Every spending decision requires the approval of the commission. It hasn’t been easy for Mayor James Melfi, his department heads and city council, Major cuts in spending have been imposed, especially with regard to the payroll. About 80 percent of the city’s operating budget goes towards employee salaries and benefits. Wage freezes, elimination of jobs through attrition and not filling vacancies have helped erase more than $2 million in red ink.
But the closing in 2008 of one of Girard’s largest employers, Indalex, which operated an aluminum extrusion plant, knocked the city back on its financial heels. The company provided $225,000 in tax revenue and shelled out $250,000 in water and sewer payments.
Just when it seemed that the progress Girard has made over the years to get its budget balanced was all for naught, along came Vallourec, the French parent of V&M Star of Youngstown, with the announcement that it will spend $650 million on a state-of-the-art steel pipe-making plant on a site adjacent to its existing facility. Given the enormity of the project, land in Youngstown and Girard, along Route 422, was carved out. Thus, Girard stands to benefit financially.
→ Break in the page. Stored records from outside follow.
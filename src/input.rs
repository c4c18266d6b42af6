// 该文件是 Reli （热力） 项目的一部分。
// src/input.rs - 图像输入
//
// 本文件根据 Apache 许可证第 2.0 版（以下简称“许可证”）授权使用；
// 除非遵守该许可证条款，否则您不得使用本文件。
// 您可通过以下网址获取许可证副本：
// http://www.apache.org/licenses/LICENSE-2.0
// 除非适用法律要求或书面同意，根据本许可协议分发的软件均按“原样”提供，
// 不附带任何形式的明示或暗示的保证或条件。
// 有关许可权限与限制的具体条款，请参阅本许可协议。
//
// Copyright (C) 2026 Johann Li <me@qinka.pro>, Wareless Group

use thiserror::Error;

use crate::{FromUrl, frame::Frame};

#[cfg(feature = "read_image_file")]
mod read_image_file;

#[cfg(feature = "read_image_file")]
pub use self::read_image_file::{ImageFileInput, ImageFileInputError};

#[derive(Error, Debug)]
pub enum InputError {
  #[cfg(feature = "read_image_file")]
  #[error("图像文件输入错误: {0}")]
  ImageFileInputError(#[from] ImageFileInputError),
  #[error("URI 方案不匹配")]
  SchemeMismatch,
}

pub enum InputWrapper {
  #[cfg(feature = "read_image_file")]
  ReadImageFile(ImageFileInput),
}

impl FromUrl for InputWrapper {
  type Error = InputError;

  fn from_url(url: &url::Url) -> Result<Self, Self::Error> {
    #[cfg(feature = "read_image_file")]
    {
      use crate::FromUrlWithScheme;

      if url.scheme() == ImageFileInput::SCHEME {
        let input = ImageFileInput::from_url(url)?;
        return Ok(InputWrapper::ReadImageFile(input));
      }
    }
    Err(InputError::SchemeMismatch)
  }
}

impl Iterator for InputWrapper {
  type Item = Frame;

  fn next(&mut self) -> Option<Self::Item> {
    match self {
      #[cfg(feature = "read_image_file")]
      InputWrapper::ReadImageFile(input) => input.next(),
      #[allow(unreachable_patterns)]
      _ => None,
    }
  }
}
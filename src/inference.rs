// 该文件是 Reli （热力） 项目的一部分。
// src/inference.rs - 应力场推理
//
// 本文件根据 Apache 许可证第 2.0 版（以下简称“许可证”）授权使用；
// 除非遵守该许可证条款，否则您不得使用本文件。
// 您可通过以下网址获取许可证副本：
// http://www.apache.org/licenses/LICENSE-2.0
// 除非适用法律要求或书面同意，根据本许可协议分发的软件均按“原样”提供，
// 不附带任何形式的明示或暗示的保证或条件。
// 有关许可权限与限制的具体条款，请参阅本许可协议。
//
// Copyright (C) 2026 Johann Li <me@qinka.pro>, Wareless Group

use std::{
  ops::RangeInclusive,
  path::PathBuf,
  sync::{Arc, Mutex, OnceLock},
};

use thiserror::Error;
use tracing::{debug, error, info, warn};
use url::Url;

use crate::{
  FromUrl, FromUrlWithScheme,
  dataset::{DatasetError, DatasetSource, GEOMETRY_LEN, RawDataset},
  model::{Model, TensorRuntime, bytes_to_f32, f32_to_bytes},
};

pub const GRID_COLS: usize = 32;
pub const GRID_ROWS: usize = 24;
pub const FIELD_LEN: usize = GRID_COLS * GRID_ROWS;

pub const CONTROL_RANGE: RangeInclusive<f32> = -200.0..=200.0;
pub const DEFAULT_CONTROL_X: f32 = 65.0;
pub const DEFAULT_CONTROL_Y: f32 = 0.0;

const CONTROL_SLOT: usize = 0;
const GEOMETRY_SLOT: usize = 1;
const FIELD_SLOT: usize = 0;

#[derive(Error, Debug)]
pub enum StressNetError {
  #[error("模型加载失败: {0}")]
  ModelLoad(#[source] Box<dyn std::error::Error + Send + Sync>),
  #[error("模型运行时错误: {0}")]
  Runtime(#[source] Box<dyn std::error::Error + Send + Sync>),
  #[error("数据集不可用: {0}")]
  Dataset(#[from] Arc<DatasetError>),
  #[error("模型输出字节数 {0} 不是 4 的整数倍")]
  OutputBytes(usize),
  #[error("模型输出元素个数应为 {expected}，实际为 {actual}")]
  OutputShape { expected: usize, actual: usize },
  #[error("模型运行时锁已损坏")]
  Poisoned,
  #[error("模型地址无效: {0}")]
  InvalidUrl(String),
}

impl StressNetError {
  fn runtime<E: std::error::Error + Send + Sync + 'static>(e: E) -> Self {
    StressNetError::Runtime(Box::new(e))
  }
}

/// 两个载荷滑块的取值
#[derive(Debug, Clone, Copy, PartialEq)]
pub struct ControlInputs {
  x: f32,
  y: f32,
}

impl Default for ControlInputs {
  fn default() -> Self {
    Self {
      x: DEFAULT_CONTROL_X,
      y: DEFAULT_CONTROL_Y,
    }
  }
}

impl ControlInputs {
  /// 超出 [-200, 200] 的值会被截断
  pub fn new(x: f32, y: f32) -> Self {
    Self {
      x: clamp_control("x", x),
      y: clamp_control("y", y),
    }
  }

  pub fn x(&self) -> f32 {
    self.x
  }

  pub fn y(&self) -> f32 {
    self.y
  }

  fn to_bytes(self) -> Vec<u8> {
    f32_to_bytes(&[self.x, self.y])
  }
}

fn clamp_control(name: &str, value: f32) -> f32 {
  let (lo, hi) = (*CONTROL_RANGE.start(), *CONTROL_RANGE.end());
  if value.is_nan() {
    warn!("载荷 {} 为 NaN，按 0 处理", name);
    return 0.0;
  }
  if !CONTROL_RANGE.contains(&value) {
    warn!("载荷 {} = {} 超出范围 [{}, {}]", name, value, lo, hi);
  }
  value.clamp(lo, hi)
}

/// 模型输出的标量场，按 32 x 24 行优先排列
#[derive(Debug, Clone, PartialEq)]
pub struct ScalarField {
  values: Box<[f32]>,
}

impl ScalarField {
  /// 推理失败时使用的全零场
  pub fn placeholder() -> Self {
    Self {
      values: vec![0.0; FIELD_LEN].into_boxed_slice(),
    }
  }

  pub fn values(&self) -> &[f32] {
    &self.values
  }

  pub fn get(&self, index: usize) -> Option<f32> {
    self.values.get(index).copied()
  }

  pub fn cell(&self, col: usize, row: usize) -> Option<f32> {
    if col >= GRID_COLS || row >= GRID_ROWS {
      return None;
    }
    self.get(row * GRID_COLS + col)
  }

  pub fn len(&self) -> usize {
    self.values.len()
  }

  pub fn is_empty(&self) -> bool {
    self.values.is_empty()
  }

  pub fn is_finite(&self) -> bool {
    self.values.iter().all(|v| v.is_finite())
  }
}

impl TryFrom<Vec<f32>> for ScalarField {
  type Error = StressNetError;

  fn try_from(values: Vec<f32>) -> Result<Self, Self::Error> {
    if values.len() != FIELD_LEN {
      return Err(StressNetError::OutputShape {
        expected: FIELD_LEN,
        actual: values.len(),
      });
    }
    Ok(Self {
      values: values.into_boxed_slice(),
    })
  }
}

impl TryFrom<&[f32]> for ScalarField {
  type Error = StressNetError;

  fn try_from(values: &[f32]) -> Result<Self, Self::Error> {
    Self::try_from(values.to_vec())
  }
}

/// 应力场模型：固定的样本几何加上两个实时载荷
pub struct StressNet<R> {
  runtime: Mutex<R>,
  source: Option<DatasetSource>,
  geometry: OnceLock<Result<Box<[f32]>, Arc<DatasetError>>>,
}

impl<R: TensorRuntime> StressNet<R> {
  /// 数据集在第一次推理时加载，之后一直复用
  pub fn new(runtime: R, source: DatasetSource) -> Self {
    Self {
      runtime: Mutex::new(runtime),
      source: Some(source),
      geometry: OnceLock::new(),
    }
  }

  /// 使用已加载的数据集
  pub fn with_dataset(runtime: R, dataset: &RawDataset) -> Self {
    let geometry = OnceLock::new();
    let _ = geometry.set(sample_geometry(dataset));
    Self {
      runtime: Mutex::new(runtime),
      source: None,
      geometry,
    }
  }

  fn geometry(&self) -> Result<&[f32], StressNetError> {
    // 失败也会被缓存，之后的推理直接降级
    let cached = self.geometry.get_or_init(|| {
      let source = self.source.as_ref().ok_or_else(|| {
        DatasetError::Io(std::io::Error::new(
          std::io::ErrorKind::NotFound,
          "未配置数据集",
        ))
      })?;
      sample_geometry(&source.load()?)
    });
    match cached {
      Ok(geometry) => Ok(&geometry[..]),
      Err(e) => Err(StressNetError::Dataset(e.clone())),
    }
  }

  /// 推理失败时记录错误并返回全零场，交互流程不会因此中断
  pub fn compute_field(&self, controls: &ControlInputs) -> ScalarField {
    match self.infer(controls) {
      Ok(field) => field,
      Err(e) => {
        error!("应力场推理失败，使用占位场: {}", e);
        ScalarField::placeholder()
      }
    }
  }
}

fn sample_geometry(dataset: &RawDataset) -> Result<Box<[f32]>, Arc<DatasetError>> {
  let sample = dataset.sample()?;
  let geometry = sample.geometry();
  if geometry.len() != GEOMETRY_LEN {
    return Err(Arc::new(DatasetError::GeometryLength {
      expected: GEOMETRY_LEN,
      actual: geometry.len(),
    }));
  }
  Ok(geometry.into())
}

impl<R: TensorRuntime> Model for StressNet<R> {
  type Input = ControlInputs;
  type Output = ScalarField;
  type Error = StressNetError;

  fn infer(&self, input: &Self::Input) -> Result<Self::Output, Self::Error> {
    let geometry = self.geometry()?;
    let mut runtime = self.runtime.lock().map_err(|_| StressNetError::Poisoned)?;

    // 槽位顺序是与模型之间的约定
    runtime
      .bind_input(CONTROL_SLOT, &input.to_bytes())
      .map_err(StressNetError::runtime)?;
    runtime
      .bind_input(GEOMETRY_SLOT, &f32_to_bytes(geometry))
      .map_err(StressNetError::runtime)?;
    runtime.invoke().map_err(StressNetError::runtime)?;
    let bytes = runtime
      .read_output(FIELD_SLOT)
      .map_err(StressNetError::runtime)?;
    drop(runtime);

    let values = bytes_to_f32(&bytes).ok_or(StressNetError::OutputBytes(bytes.len()))?;
    let field = ScalarField::try_from(values)?;
    debug!(
      "推理完成: 载荷 ({}, {}), 输出 {} 个值",
      input.x,
      input.y,
      field.len()
    );
    Ok(field)
  }
}

/// `stressnet:///path/to/model?dataset=/path/to/data.npy`
#[derive(Debug, Clone)]
pub struct StressNetBuilder {
  model_path: PathBuf,
  dataset: DatasetSource,
}

impl FromUrl for StressNetBuilder {
  type Error = StressNetError;

  fn from_url(url: &Url) -> Result<Self, Self::Error> {
    if url.scheme() != Self::SCHEME {
      return Err(StressNetError::InvalidUrl(format!(
        "模型路径必须使用 {} 方案",
        Self::SCHEME
      )));
    }
    if url.path().is_empty() || url.path() == "/" {
      return Err(StressNetError::InvalidUrl("模型路径为空".to_string()));
    }
    let dataset = url
      .query_pairs()
      .find(|(k, _)| k == "dataset")
      .map(|(_, v)| v.into_owned())
      .ok_or_else(|| StressNetError::InvalidUrl("缺少 dataset 参数".to_string()))?;

    Ok(Self {
      model_path: PathBuf::from(url.path()),
      dataset: DatasetSource::new(dataset),
    })
  }
}

impl FromUrlWithScheme for StressNetBuilder {
  const SCHEME: &'static str = "stressnet";
}

impl StressNetBuilder {
  pub fn new<P: Into<PathBuf>>(model_path: P, dataset: DatasetSource) -> Self {
    Self {
      model_path: model_path.into(),
      dataset,
    }
  }

  /// 模型加载失败时直接返回错误
  pub fn build<R: TensorRuntime>(self) -> Result<StressNet<R>, StressNetError> {
    info!("加载模型文件: {}", self.model_path.display());
    let mut runtime =
      R::load(&self.model_path).map_err(|e| StressNetError::ModelLoad(Box::new(e)))?;
    runtime
      .allocate()
      .map_err(|e| StressNetError::ModelLoad(Box::new(e)))?;
    info!("模型加载完成，数据集: {}", self.dataset.path().display());
    Ok(StressNet::new(runtime, self.dataset))
  }
}

#[cfg(test)]
mod tests {
  use std::{
    path::Path,
    sync::{Arc, Mutex as StdMutex},
  };

  use super::*;
  use crate::dataset::{DatasetLayout, tests::synthetic_bytes};

  #[derive(Error, Debug)]
  #[error("假运行时错误: {0}")]
  struct FakeError(&'static str);

  /// 输出第 i 个值为 geometry[i] + x * 1000 + y
  #[derive(Default)]
  struct FakeRuntime {
    bound: Arc<StdMutex<Vec<(usize, usize)>>>,
    inputs: [Vec<f32>; 2],
    output: Vec<u8>,
    output_len: Option<usize>,
    fail_invoke: bool,
  }

  impl TensorRuntime for FakeRuntime {
    type Error = FakeError;

    fn load(path: &Path) -> Result<Self, Self::Error> {
      if path.exists() {
        Ok(Self::default())
      } else {
        Err(FakeError("模型文件不存在"))
      }
    }

    fn allocate(&mut self) -> Result<(), Self::Error> {
      Ok(())
    }

    fn bind_input(&mut self, slot: usize, bytes: &[u8]) -> Result<(), Self::Error> {
      self.bound.lock().unwrap().push((slot, bytes.len()));
      let slot = self.inputs.get_mut(slot).ok_or(FakeError("槽位越界"))?;
      *slot = bytes_to_f32(bytes).ok_or(FakeError("字节数错误"))?;
      Ok(())
    }

    fn invoke(&mut self) -> Result<(), Self::Error> {
      if self.fail_invoke {
        return Err(FakeError("推理失败"));
      }
      let [controls, geometry] = &self.inputs;
      let (x, y) = (controls[0], controls[1]);
      let len = self.output_len.unwrap_or(geometry.len());
      let out: Vec<f32> = (0..len)
        .map(|i| geometry.get(i).copied().unwrap_or(0.0) + x * 1000.0 + y)
        .collect();
      self.output = f32_to_bytes(&out);
      Ok(())
    }

    fn read_output(&self, slot: usize) -> Result<Vec<u8>, Self::Error> {
      if slot != 0 {
        return Err(FakeError("输出槽位越界"));
      }
      Ok(self.output.clone())
    }
  }

  fn dataset() -> RawDataset {
    RawDataset::from_bytes(&synthetic_bytes(14), DatasetLayout::default()).unwrap()
  }

  #[test]
  fn controls_go_to_slot_zero_and_geometry_to_slot_one() {
    let runtime = FakeRuntime::default();
    let bound = runtime.bound.clone();
    let net = StressNet::with_dataset(runtime, &dataset());
    let field = net.infer(&ControlInputs::new(2.0, 3.0)).unwrap();

    assert_eq!(*bound.lock().unwrap(), vec![(0, 8), (1, GEOMETRY_LEN * 4)]);
    assert_eq!(field.len(), FIELD_LEN);
    // 第 13 行第 0 列为 130000
    assert_eq!(field.get(0), Some(130000.0 + 2000.0 + 3.0));
    assert_eq!(field.cell(1, 1), Some(130000.0 + 33.0 + 2003.0));
  }

  #[test]
  fn same_controls_same_field() {
    let net = StressNet::with_dataset(FakeRuntime::default(), &dataset());
    let controls = ControlInputs::default();
    let a = net.compute_field(&controls);
    let b = net.compute_field(&controls);
    assert_eq!(a, b);
    assert_ne!(a, net.compute_field(&ControlInputs::new(0.0, 0.0)));
  }

  #[test]
  fn invoke_failure_degrades_to_placeholder() {
    let runtime = FakeRuntime {
      fail_invoke: true,
      ..Default::default()
    };
    let net = StressNet::with_dataset(runtime, &dataset());
    assert!(matches!(
      net.infer(&ControlInputs::default()),
      Err(StressNetError::Runtime(_))
    ));
    assert_eq!(net.compute_field(&ControlInputs::default()), ScalarField::placeholder());
  }

  #[test]
  fn output_shape_mismatch_is_reported() {
    let runtime = FakeRuntime {
      output_len: Some(700),
      ..Default::default()
    };
    let net = StressNet::with_dataset(runtime, &dataset());
    assert!(matches!(
      net.infer(&ControlInputs::default()),
      Err(StressNetError::OutputShape {
        expected: 768,
        actual: 700
      })
    ));
    assert!(net.compute_field(&ControlInputs::default()).is_finite());
  }

  #[test]
  fn missing_dataset_degrades() {
    let net = StressNet::new(
      FakeRuntime::default(),
      DatasetSource::new("/nonexistent/reli/data.npy"),
    );
    let err = net.infer(&ControlInputs::default()).unwrap_err();
    assert!(matches!(&err, StressNetError::Dataset(e) if matches!(**e, DatasetError::Io(_))));
    // 底层错误保留为错误来源
    let source = std::error::Error::source(&err).unwrap();
    assert!(source.downcast_ref::<Arc<DatasetError>>().is_some());
    assert_eq!(net.compute_field(&ControlInputs::default()), ScalarField::placeholder());
  }

  #[test]
  fn short_dataset_degrades() {
    let short = RawDataset::from_bytes(&synthetic_bytes(2), DatasetLayout::default()).unwrap();
    let net = StressNet::with_dataset(FakeRuntime::default(), &short);
    assert!(matches!(
      net.infer(&ControlInputs::default()),
      Err(StressNetError::Dataset(e)) if matches!(*e, DatasetError::RowOutOfRange { row: 13, rows: 2 })
    ));
  }

  #[test]
  fn controls_are_clamped() {
    let c = ControlInputs::new(500.0, -201.0);
    assert_eq!((c.x(), c.y()), (200.0, -200.0));
    assert_eq!(ControlInputs::default().x(), 65.0);
  }

  #[test]
  fn builder_from_url() {
    let url = Url::parse("stressnet:///models/stress.tflite?dataset=/data/stress.npy").unwrap();
    let builder = StressNetBuilder::from_url(&url).unwrap();
    assert_eq!(builder.model_path, PathBuf::from("/models/stress.tflite"));
    assert_eq!(builder.dataset.path(), Path::new("/data/stress.npy"));

    let no_dataset = Url::parse("stressnet:///models/stress.tflite").unwrap();
    assert!(StressNetBuilder::from_url(&no_dataset).is_err());
  }

  #[test]
  fn missing_model_is_fatal() {
    let builder = StressNetBuilder::new("/nonexistent/reli/model", DatasetSource::new("/x.npy"));
    assert!(matches!(
      builder.build::<FakeRuntime>(),
      Err(StressNetError::ModelLoad(_))
    ));
  }

  #[test]
  fn field_requires_exact_length() {
    assert!(ScalarField::try_from(vec![0.0; 767]).is_err());
    assert!(ScalarField::try_from(vec![1.0; FIELD_LEN]).is_ok());
  }
}
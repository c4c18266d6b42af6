// 该文件是 Reli （热力） 项目的一部分。
// src/heatmap.rs - 热力图与图例
//
// 本文件根据 Apache 许可证第 2.0 版（以下简称“许可证”）授权使用；
// 除非遵守该许可证条款，否则您不得使用本文件。
// 您可通过以下网址获取许可证副本：
// http://www.apache.org/licenses/LICENSE-2.0
// 除非适用法律要求或书面同意，根据本许可协议分发的软件均按“原样”提供，
// 不附带任何形式的明示或暗示的保证或条件。
// 有关许可权限与限制的具体条款，请参阅本许可协议。
//
// Copyright (C) 2026 Johann Li <me@qinka.pro>, Wareless Group

use image::{
  Rgb, RgbImage,
  imageops::{self, FilterType},
};
use imageproc::drawing::draw_line_segment_mut;
use tracing::debug;

use crate::inference::{GRID_COLS, GRID_ROWS, ScalarField};

/// 色带覆盖的色相范围（0 为红，5/6 为紫）
pub const HUE_SPAN: f32 = 5.0 / 6.0;
pub const DEFAULT_RANGE: (f32, f32) = (0.0, 200.0);

const TICK_COLOR: Rgb<u8> = Rgb([0, 0, 0]);

/// 数值对应的色相，取值 [0, 1) 表示一整圈
///
/// 范围外的值不做截断，得到的色相会落在色带之外。
pub fn hue_for(value: f32, min: f32, max: f32) -> f32 {
  let normalized = (value - min) / (max - min);
  (1.0 - normalized) * HUE_SPAN
}

pub fn color_for(value: f32, min: f32, max: f32) -> Rgb<u8> {
  hsv_to_rgb(hue_for(value, min, max) * 360.0, 1.0, 1.0)
}

/// HSV 转 RGB，色相单位为度，超出一圈的按圈回绕
pub fn hsv_to_rgb(h: f32, s: f32, v: f32) -> Rgb<u8> {
  let h = h.rem_euclid(360.0);
  let c = v * s;
  let x = c * (1.0 - ((h / 60.0) % 2.0 - 1.0).abs());
  let m = v - c;

  let (r, g, b) = if h < 60.0 {
    (c, x, 0.0)
  } else if h < 120.0 {
    (x, c, 0.0)
  } else if h < 180.0 {
    (0.0, c, x)
  } else if h < 240.0 {
    (0.0, x, c)
  } else if h < 300.0 {
    (x, 0.0, c)
  } else {
    (c, 0.0, x)
  };

  Rgb([
    ((r + m) * 255.0) as u8,
    ((g + m) * 255.0) as u8,
    ((b + m) * 255.0) as u8,
  ])
}

#[derive(Debug, Clone, Copy, PartialEq)]
pub struct HeatmapStyle {
  pub cols: usize,
  pub rows: usize,
  pub range: (f32, f32),
  /// 每个格子的像素边长
  pub cell_px: u32,
}

impl Default for HeatmapStyle {
  fn default() -> Self {
    Self {
      cols: GRID_COLS,
      rows: GRID_ROWS,
      range: DEFAULT_RANGE,
      cell_px: 1,
    }
  }
}

/// 着色后的标量场，纹理中每个格子一种颜色
#[derive(Debug, Clone)]
pub struct Heatmap {
  field: ScalarField,
  style: HeatmapStyle,
  texture: RgbImage,
}

impl Heatmap {
  pub fn paint(field: ScalarField, style: &HeatmapStyle) -> Self {
    let cell = style.cell_px.max(1);
    let width = style.cols as u32 * cell;
    let height = style.rows as u32 * cell;
    let (min, max) = style.range;

    let texture = RgbImage::from_fn(width, height, |px, py| {
      let col = (px / cell) as usize;
      let row = (py / cell) as usize;
      // 越界的格子按 0 着色
      let value = field.get(row * style.cols + col).unwrap_or(0.0);
      color_for(value, min, max)
    });
    debug!("热力图纹理 {}x{}，范围 {:?}", width, height, style.range);

    Self {
      field,
      style: *style,
      texture,
    }
  }

  pub fn field(&self) -> &ScalarField {
    &self.field
  }

  pub fn style(&self) -> &HeatmapStyle {
    &self.style
  }

  pub fn texture(&self) -> &RgbImage {
    &self.texture
  }

  /// 最近邻放大到指定尺寸
  pub fn upscale(&self, width: u32, height: u32) -> RgbImage {
    imageops::resize(&self.texture, width, height, FilterType::Nearest)
  }
}

#[derive(Debug, Clone, Copy, PartialEq)]
pub struct LegendTick {
  pub value: f32,
  /// 刻度所在的像素行
  pub y: u32,
}

/// 竖直色带图例，上端为最大值
#[derive(Debug, Clone)]
pub struct Legend {
  image: RgbImage,
  ticks: Vec<LegendTick>,
}

impl Legend {
  /// 刻度按调用方给出的顺序保留，落在色带外的刻度会被忽略
  pub fn render(ticks: &[f32], range: (f32, f32), width: u32, height: u32) -> Self {
    let (min, max) = range;
    let span = height.saturating_sub(1).max(1) as f32;
    let mut image = RgbImage::from_fn(width, height, |_, y| {
      let value = max - (max - min) * y as f32 / span;
      color_for(value, min, max)
    });

    let ticks: Vec<LegendTick> = ticks
      .iter()
      .filter_map(|&value| {
        let y = ((max - value) / (max - min) * span).round();
        (y >= 0.0 && y < height as f32).then_some(LegendTick {
          value,
          y: y as u32,
        })
      })
      .collect();

    let tick_len = (width / 4).max(1) as f32;
    for tick in &ticks {
      let y = tick.y as f32;
      draw_line_segment_mut(&mut image, (0.0, y), (tick_len, y), TICK_COLOR);
    }

    Self { image, ticks }
  }

  pub fn image(&self) -> &RgbImage {
    &self.image
  }

  pub fn ticks(&self) -> &[LegendTick] {
    &self.ticks
  }
}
The city ended 2010 with a surplus of $50,000, which Mayor Melfi says is not an invitation for government to go on a spending spree. In late December, the city received $58,000 from V&M Star as its share of the existing plant’s income tax withholdings, and $300,000 from Girard Municipal Court Judge Michael Bernard. The money was in a special court fund.
Despite these positive developments, the mayor intends to stay the course of “watching every nickle.” But, there is a sense of optimism that after all these years of budgetary trials and tribulations, better days are ahead for Girard.
The construction of V&M’s new plant will result in $3 million in revenue from the income taxes paid by the 400 or so workers. The city of Youngstown will receive $2.5 million.
When the plant is fully operational, it will have 350 employees earning an average salary of $50,000. Girard will share in the income tax paid by them.
Good public policy
By any measure, the agreement between the two cities on revenue sharing not only paved the way for V&M to secure the land it needed for its plant, but it’s good public policy.
Indeed, there is now talk that Vallourec intends to spend another $350 million on expansion. If that happens, the cities of Girard and Youngstown will reap additional benefits.
Girard has also been aggressive in pursuing state and federal grants, and for a small city hit hard by the national recession has done quite well.
It secured $400,000 to demolish derelict buildings, and $3 million in neighborhood improvement grants that facilitated the construction of a $7 million senior housing complex built by Trumbull Metropolitan Housing. TMH got funding from the U.S. Department of Housing and Urban Development.
It has been a long haul for the city of Girard, but things are looking up.